Vermutlich wird das bisherige Gericht weitermachen; die Hoffnungen konzentrieren sich darauf, dass es in Zukunft unparteiischer agiert und einen rechtsstaatlichen Prozess für die Angeklagten ebenso wie für die Nebenkläger*innen gewährleistet. “Wir wollen auf keinen Fall, dass die Angeklagten in einem zweifelhaften, von Unregelmäßigkeiten geprägten Verfahren verurteilt werden, denn das öffnet einer späteren Annullierung wegen Verfahrensfehlern Tür und Tor,” betont Bertha Zúniga, Bertas Tochter und Nachfolgerin in der Koordination des COPINH. Gegen einen der Angeklagten, Emerson Duarte, in dessen Wohnung die mutmaßliche Tatwaffe gefunden wurde, liegt offensichtlich auch nach Abschluss der Beweisaufnahme weiterhin nichts vor, was die Anklage gegen ihn wegen des Mord an Berta Cáceres und versuchten Mordes an Gustavo Castro rechtfertigen würde.

Einen möglichen Teilsieg hat COPINH bisher errungen: Bisher waren in Honduras nur Organisationen als Nebenkläger zugelassen, die durch ein Verbrechen an einer Leitungsperson einen Vermögensverlust erlitten hatten; der extreme organisatorische und psychische Schaden, der COPINH und seinen Mitgliedern durch den Mord an Berta entstanden ist, spielte für das Gericht keinerlei Rolle. Diese Praxis könnte sich in Zukunft ändern: Zumindest wurde der Antrag nicht abgelehnt und ein Berufungsgericht wird sich nun damit befassen. Ein Urteil dazu wird es aber womöglich erst dann geben, wenn die laufende Verhandlung schon vorbei ist.

Vor zwei großen Herausforderungen stehen Bertas Familienangehörige und COPINH und alle die sich weltweit dem Ruf “JusticiaParaBerta” anschließen, derzeit:

Erstens muss verhindert werden, dass das Verfahren sich in extremer Engführung ausschließlich auf die Mordnacht 2. auf 3. März 2018 konzentriert, wie bisher von Staatsanwaltschaft und Gericht intendiert, ohne dass der Kontext, die monatelangen systematischen Drohungen und Attacken gegen Berta und COPINH im Zusammenhang mit ihrem Widerstand gegen das Wasserkraftwerk “Agua Zarca” einbezogen würde. Es wird schwierig, dazu im Prozess neue Beweisanträge zu stellen, ohne dass darauf verwiesen wird, Ähnliches sei bereits im Vorfeld ablehnt worden. Auch deshalb haben die Anwälte der Nebenklage gegen diese Ablehnung ebenfalls Rechtsmittel eingelegt.

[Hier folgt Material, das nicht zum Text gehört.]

//! Node records. The registry owns the lifecycle; this module is the typed
//! persistence underneath it.

use chrono::{DateTime, Utc};
use stark_common::events::{ChangeAction, ChangeEvent, EntityKind};
use stark_common::types::{Labels, Node, NodeResources, NodeStatus, RuntimeType, Taint};
use tokio_postgres::Row;
use uuid::Uuid;

use crate::error::{StoreError, StoreResult, enum_str, from_json, parse_enum};
use crate::Store;

const COLUMNS: &str = "id, name, runtime_type, runtime_version, status, unschedulable, labels, \
                       taints, allocatable, allocated, last_heartbeat, registered_by, \
                       connection_id, created_at, deleted_at";

fn row_to_node(row: &Row) -> StoreResult<Node> {
    Ok(Node {
        id: row.get("id"),
        name: row.get("name"),
        runtime_type: parse_enum::<RuntimeType>("runtime_type", row.get("runtime_type"))?,
        runtime_version: row.get("runtime_version"),
        status: parse_enum::<NodeStatus>("status", row.get("status"))?,
        unschedulable: row.get("unschedulable"),
        labels: from_json::<Labels>("labels", row.get("labels"))?,
        taints: from_json::<Vec<Taint>>("taints", row.get("taints"))?,
        allocatable: from_json::<NodeResources>("allocatable", row.get("allocatable"))?,
        allocated: from_json::<NodeResources>("allocated", row.get("allocated"))?,
        last_heartbeat: row.get("last_heartbeat"),
        registered_by: row.get("registered_by"),
        connection_id: row.get("connection_id"),
        created_at: row.get("created_at"),
        deleted_at: row.get("deleted_at"),
    })
}

fn json<T: serde::Serialize>(v: &T) -> serde_json::Value {
    serde_json::to_value(v).expect("entity field serializes")
}

#[derive(Debug, Clone)]
pub struct NewNode {
    pub name: String,
    pub runtime_type: RuntimeType,
    pub runtime_version: Option<String>,
    pub allocatable: NodeResources,
    pub labels: Labels,
    pub taints: Vec<Taint>,
    pub registered_by: Uuid,
    /// Absent for nodes pre-registered through the control API.
    pub connection_id: Option<Uuid>,
}

/// Fields an update may touch. None leaves the column alone.
#[derive(Debug, Clone, Default)]
pub struct NodePatch {
    pub status: Option<NodeStatus>,
    pub unschedulable: Option<bool>,
    pub labels: Option<Labels>,
    pub taints: Option<Vec<Taint>>,
    pub allocatable: Option<NodeResources>,
    pub allocated: Option<NodeResources>,
    pub runtime_version: Option<String>,
    pub last_heartbeat: Option<DateTime<Utc>>,
    pub connection_id: Option<Option<Uuid>>,
}

pub async fn create(store: &Store, corr: Uuid, new: NewNode) -> StoreResult<Node> {
    let client = store.client().await?;
    let id = Uuid::new_v4();
    let now = Utc::now();
    let row = client
        .query_one(
            &format!(
                "INSERT INTO nodes (id, name, runtime_type, runtime_version, status, \
                 unschedulable, labels, taints, allocatable, allocated, last_heartbeat, \
                 registered_by, connection_id, created_at) \
                 VALUES ($1, $2, $3, $4, $5, FALSE, $6, $7, $8, $9, $10, $11, $12, $13) \
                 RETURNING {COLUMNS}"
            ),
            &[
                &id,
                &new.name,
                &enum_str(&new.runtime_type),
                &new.runtime_version,
                &enum_str(&NodeStatus::Online),
                &json(&new.labels),
                &json(&new.taints),
                &json(&new.allocatable),
                &json(&NodeResources::default()),
                &now,
                &new.registered_by,
                &new.connection_id,
                &now,
            ],
        )
        .await
        .map_err(|e| StoreError::classify("insert node", e))?;
    let node = row_to_node(&row)?;
    store.bus.publish(ChangeEvent::new(
        corr,
        EntityKind::Node,
        ChangeAction::Created,
        node.id.to_string(),
        None,
        serde_json::to_value(&node).ok(),
    ));
    Ok(node)
}

pub async fn get_by_id(store: &Store, id: Uuid) -> StoreResult<Node> {
    let client = store.client().await?;
    let row = client
        .query_opt(
            &format!("SELECT {COLUMNS} FROM nodes WHERE id = $1 AND deleted_at IS NULL"),
            &[&id],
        )
        .await
        .map_err(|e| StoreError::classify("query node", e))?
        .ok_or_else(|| StoreError::NotFound(format!("node {id}")))?;
    row_to_node(&row)
}

pub async fn get_by_name(store: &Store, name: &str) -> StoreResult<Node> {
    let client = store.client().await?;
    let row = client
        .query_opt(
            &format!("SELECT {COLUMNS} FROM nodes WHERE name = $1 AND deleted_at IS NULL"),
            &[&name],
        )
        .await
        .map_err(|e| StoreError::classify("query node", e))?
        .ok_or_else(|| StoreError::NotFound(format!("node {name}")))?;
    row_to_node(&row)
}

pub async fn list(store: &Store, offset: i64, limit: i64) -> StoreResult<Vec<Node>> {
    let client = store.client().await?;
    let rows = client
        .query(
            &format!(
                "SELECT {COLUMNS} FROM nodes WHERE deleted_at IS NULL \
                 ORDER BY name OFFSET $1 LIMIT $2"
            ),
            &[&offset, &limit],
        )
        .await
        .map_err(|e| StoreError::classify("list nodes", e))?;
    rows.iter().map(row_to_node).collect()
}

/// Every live node; the scheduler snapshots through this.
pub async fn list_all(store: &Store) -> StoreResult<Vec<Node>> {
    let client = store.client().await?;
    let rows = client
        .query(
            &format!("SELECT {COLUMNS} FROM nodes WHERE deleted_at IS NULL ORDER BY id"),
            &[],
        )
        .await
        .map_err(|e| StoreError::classify("list nodes", e))?;
    rows.iter().map(row_to_node).collect()
}

pub async fn update(store: &Store, corr: Uuid, id: Uuid, patch: NodePatch) -> StoreResult<Node> {
    let old = get_by_id(store, id).await?;
    let status = patch.status.unwrap_or(old.status);
    let unschedulable = patch.unschedulable.unwrap_or(old.unschedulable);
    let labels = patch.labels.unwrap_or_else(|| old.labels.clone());
    let taints = patch.taints.unwrap_or_else(|| old.taints.clone());
    let allocatable = patch.allocatable.unwrap_or(old.allocatable);
    let allocated = patch.allocated.unwrap_or(old.allocated);
    let runtime_version = patch
        .runtime_version
        .clone()
        .or_else(|| old.runtime_version.clone());
    let last_heartbeat = patch.last_heartbeat.or(old.last_heartbeat);
    let connection_id = match patch.connection_id {
        Some(v) => v,
        None => old.connection_id,
    };

    let client = store.client().await?;
    let row = client
        .query_opt(
            &format!(
                "UPDATE nodes SET status = $2, unschedulable = $3, labels = $4, taints = $5, \
                 allocatable = $6, allocated = $7, runtime_version = $8, last_heartbeat = $9, \
                 connection_id = $10 \
                 WHERE id = $1 AND deleted_at IS NULL RETURNING {COLUMNS}"
            ),
            &[
                &id,
                &enum_str(&status),
                &unschedulable,
                &json(&labels),
                &json(&taints),
                &json(&allocatable),
                &json(&allocated),
                &runtime_version,
                &last_heartbeat,
                &connection_id,
            ],
        )
        .await
        .map_err(|e| StoreError::classify("update node", e))?
        .ok_or_else(|| StoreError::NotFound(format!("node {id}")))?;
    let node = row_to_node(&row)?;
    store.bus.publish(ChangeEvent::new(
        corr,
        EntityKind::Node,
        ChangeAction::Updated,
        node.id.to_string(),
        serde_json::to_value(&old).ok(),
        serde_json::to_value(&node).ok(),
    ));
    Ok(node)
}

/// Lifecycle CAS: only applies when the row still holds `from`.
pub async fn transition(
    store: &Store,
    corr: Uuid,
    id: Uuid,
    from: NodeStatus,
    to: NodeStatus,
) -> StoreResult<Node> {
    let old = get_by_id(store, id).await?;
    let client = store.client().await?;
    let row = client
        .query_opt(
            &format!(
                "UPDATE nodes SET status = $3 \
                 WHERE id = $1 AND status = $2 AND deleted_at IS NULL RETURNING {COLUMNS}"
            ),
            &[&id, &enum_str(&from), &enum_str(&to)],
        )
        .await
        .map_err(|e| StoreError::classify("transition node", e))?;
    let Some(row) = row else {
        return Err(StoreError::PreconditionFailed(format!(
            "node {id} is no longer {}",
            enum_str(&from)
        )));
    };
    let node = row_to_node(&row)?;
    store.bus.publish(ChangeEvent::new(
        corr,
        EntityKind::Node,
        ChangeAction::Updated,
        node.id.to_string(),
        serde_json::to_value(&old).ok(),
        serde_json::to_value(&node).ok(),
    ));
    Ok(node)
}

/// Soft delete. Name uniqueness only spans live rows, so the name can be
/// re-registered immediately.
pub async fn delete(store: &Store, corr: Uuid, id: Uuid) -> StoreResult<Node> {
    let old = get_by_id(store, id).await?;
    let client = store.client().await?;
    let row = client
        .query_opt(
            &format!(
                "UPDATE nodes SET deleted_at = $2, status = $3, connection_id = NULL \
                 WHERE id = $1 AND deleted_at IS NULL RETURNING {COLUMNS}"
            ),
            &[&id, &Utc::now(), &enum_str(&NodeStatus::Offline)],
        )
        .await
        .map_err(|e| StoreError::classify("delete node", e))?
        .ok_or_else(|| StoreError::NotFound(format!("node {id}")))?;
    let node = row_to_node(&row)?;
    store.bus.publish(ChangeEvent::new(
        corr,
        EntityKind::Node,
        ChangeAction::Deleted,
        node.id.to_string(),
        serde_json::to_value(&old).ok(),
        serde_json::to_value(&node).ok(),
    ));
    Ok(node)
}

Zweitens ist wichtig, die bisher große internationale und landesweite Aufmerksamkeit, Beobachtung und Berichterstattung trotz der Verzögerungen und Unwägbarkeiten über die geplanten fünf Prozesswochen aufrecht zu erhalten und vor allem vor dem Urteil nochmals deutlich zu steigern.

Mit der gesetzlich vorgeschriebenen Öffentlichkeit der mündlichen Hauptverhandlung hapert es indes auch weiterhin. Mehr als einen kleinen Saal mit 60 Plätzen hält die honduranische Justiz bisher nicht für notwendig um diese herzustellen. Auch in diesem Punkt darf also der internationale Druck nicht nachlassen.